UEFA also heavily opposed the tournament, with president Alexander Ceferin vowing to punish Super League participants and threatening to ban individual players from the World Cup and Euros.
"We are all united against this nonsense of a project. Cynical plan, completely against what football should be. We cannot and will not allow that to change," said Ceferin.
"Players who will play in the teams that might play in the closed league will be banned from the World Cup and Euros. We urge everyone to stand tall with us as we do everything in our power to ensure this never ends up in fruition."
Participating clubs would also need the green-light approval of the associations who govern the domestic competitions to allow them to join the breakaway tournament.
The Premier League also condemned the plans, with Premier League chief executive Richard Masters stating in a memo to all 20 clubs: "I cannot envisage any scenario where such permission would be granted."
An official UEFA statement read: "We will consider all measures available to us, at all levels, both judicial and sporting in order to prevent this happening. Football is based on open competitions and sporting merit; it cannot be any other way.

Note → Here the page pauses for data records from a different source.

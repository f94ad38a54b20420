//! System media framework backend
//!
//! The OS-provided player. Observation-based rather than event-id-based:
//! the platform binding registers status observers, a periodic time
//! observer, and end-of-playback notifications, and forwards each as a
//! [`SystemNotification`].

use crate::EngineFactory;
use anyplay_core::{
    Backend, Engine, EngineConfig, EngineEvent, EngineFault, EventSink, RenderMode, ScalingMode,
    VolumeRoute,
};
use bytes::Bytes;

/// Observations the platform binding reports.
#[derive(Debug, Clone)]
pub enum SystemNotification {
    /// Item status moved to ready-to-play.
    StatusReadyToPlay,
    /// The render layer displayed its first frame.
    ReadyForDisplay,
    /// Playback buffer ran empty.
    BufferEmpty,
    /// Buffering recovered enough to keep up.
    LikelyToKeepUp,
    /// Periodic time observer tick.
    PeriodicTimeTick,
    /// An issued seek finished.
    SeekCompleted,
    /// Item presentation size became known or changed.
    PresentationSizeChanged { width: u32, height: u32 },
    /// The item played to its end time.
    DidPlayToEndTime,
    /// An earlier snapshot request produced image data.
    SnapshotCaptured(Bytes),
    /// Item status moved to failed.
    StatusFailed { code: i64, message: String },
}

/// Static translation table from platform observations to the normalized
/// event set.
pub fn translate(notification: SystemNotification) -> EngineEvent {
    match notification {
        SystemNotification::StatusReadyToPlay => EngineEvent::Prepared,
        SystemNotification::ReadyForDisplay => EngineEvent::FirstFrame,
        SystemNotification::BufferEmpty => EngineEvent::LoadingStart,
        SystemNotification::LikelyToKeepUp => EngineEvent::LoadingEnd,
        SystemNotification::PeriodicTimeTick => EngineEvent::Progress,
        SystemNotification::SeekCompleted => EngineEvent::SeekCompleted,
        SystemNotification::PresentationSizeChanged { width, height } => {
            EngineEvent::VideoSize { width, height }
        }
        SystemNotification::DidPlayToEndTime => EngineEvent::Completed,
        SystemNotification::SnapshotCaptured(image) => EngineEvent::Thumbnail(image),
        SystemNotification::StatusFailed { code, message } => {
            EngineEvent::Error(EngineFault::new(code, message))
        }
    }
}

/// Callback surface the platform observer registrations report into.
pub struct SystemCallbacks {
    sink: EventSink,
}

impl SystemCallbacks {
    pub fn new(sink: EventSink) -> Self {
        Self { sink }
    }

    pub fn notify(&self, notification: SystemNotification) {
        self.sink.emit(translate(notification));
    }
}

/// The system framework backend.
pub struct System<E: Engine> {
    factory: EngineFactory<E>,
}

impl<E: Engine> System<E> {
    pub fn new(factory: EngineFactory<E>) -> Self {
        Self { factory }
    }
}

impl<E: Engine> Backend for System<E> {
    type Engine = E;

    const NAME: &'static str = "system";
    const DEFAULT_AUTOPLAY: bool = true;
    const VOLUME_ROUTE: VolumeRoute = VolumeRoute::Native;
    const SUPPORTS_PIP: bool = true;

    fn render_mode(mode: ScalingMode) -> RenderMode {
        // Layer video gravity: 0 stretch, 1 aspect, 2 aspect-fill.
        match mode {
            ScalingMode::Fit => RenderMode(1),
            ScalingMode::Fill => RenderMode(2),
            ScalingMode::None => RenderMode(0),
        }
    }

    fn create_engine(&mut self, config: &EngineConfig, sink: EventSink) -> Option<E> {
        (self.factory)(config, sink)
    }
}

"As previously announced by FIFA and the six Confederations, the clubs concerned will be banned from playing in any other competition at domestic, European or world level, and their players could be denied the opportunity to represent their national teams."
Super League president (and Real Madrid chief) Florentino Perez laughed off the suggestion that players could be banned, however, arguing that the law protected against such a punishment.
Participants of the Super League would arguably be granted lucrative and significant financial rewards if they were allowed to play with the most superior clubs in the world on a more regular basis – more so than the Champions League.
Through breaking off of their national competitions and forming a league where only the most elite players were to partake, the Super League could possibly compete with the NFL and NBA and benefit from huge television rights deals.
The Super League would effectively doom the Champions League, as the UEFA's premier club competition would without their biggest sides if the breakaway tournament ever formally began.
It could severely diminish the appeal and romance of the Champions League, which has always been the most prestigious European domestic club competition.
When asked if the Champions League would still exist even without the big 12 clubs, however, Ceferin stated: "The answer is yes, of course.
"In Europe, there are many good clubs, many devoted fans and we already approved the changes for European club competitions post 2024. We will do it with or without them."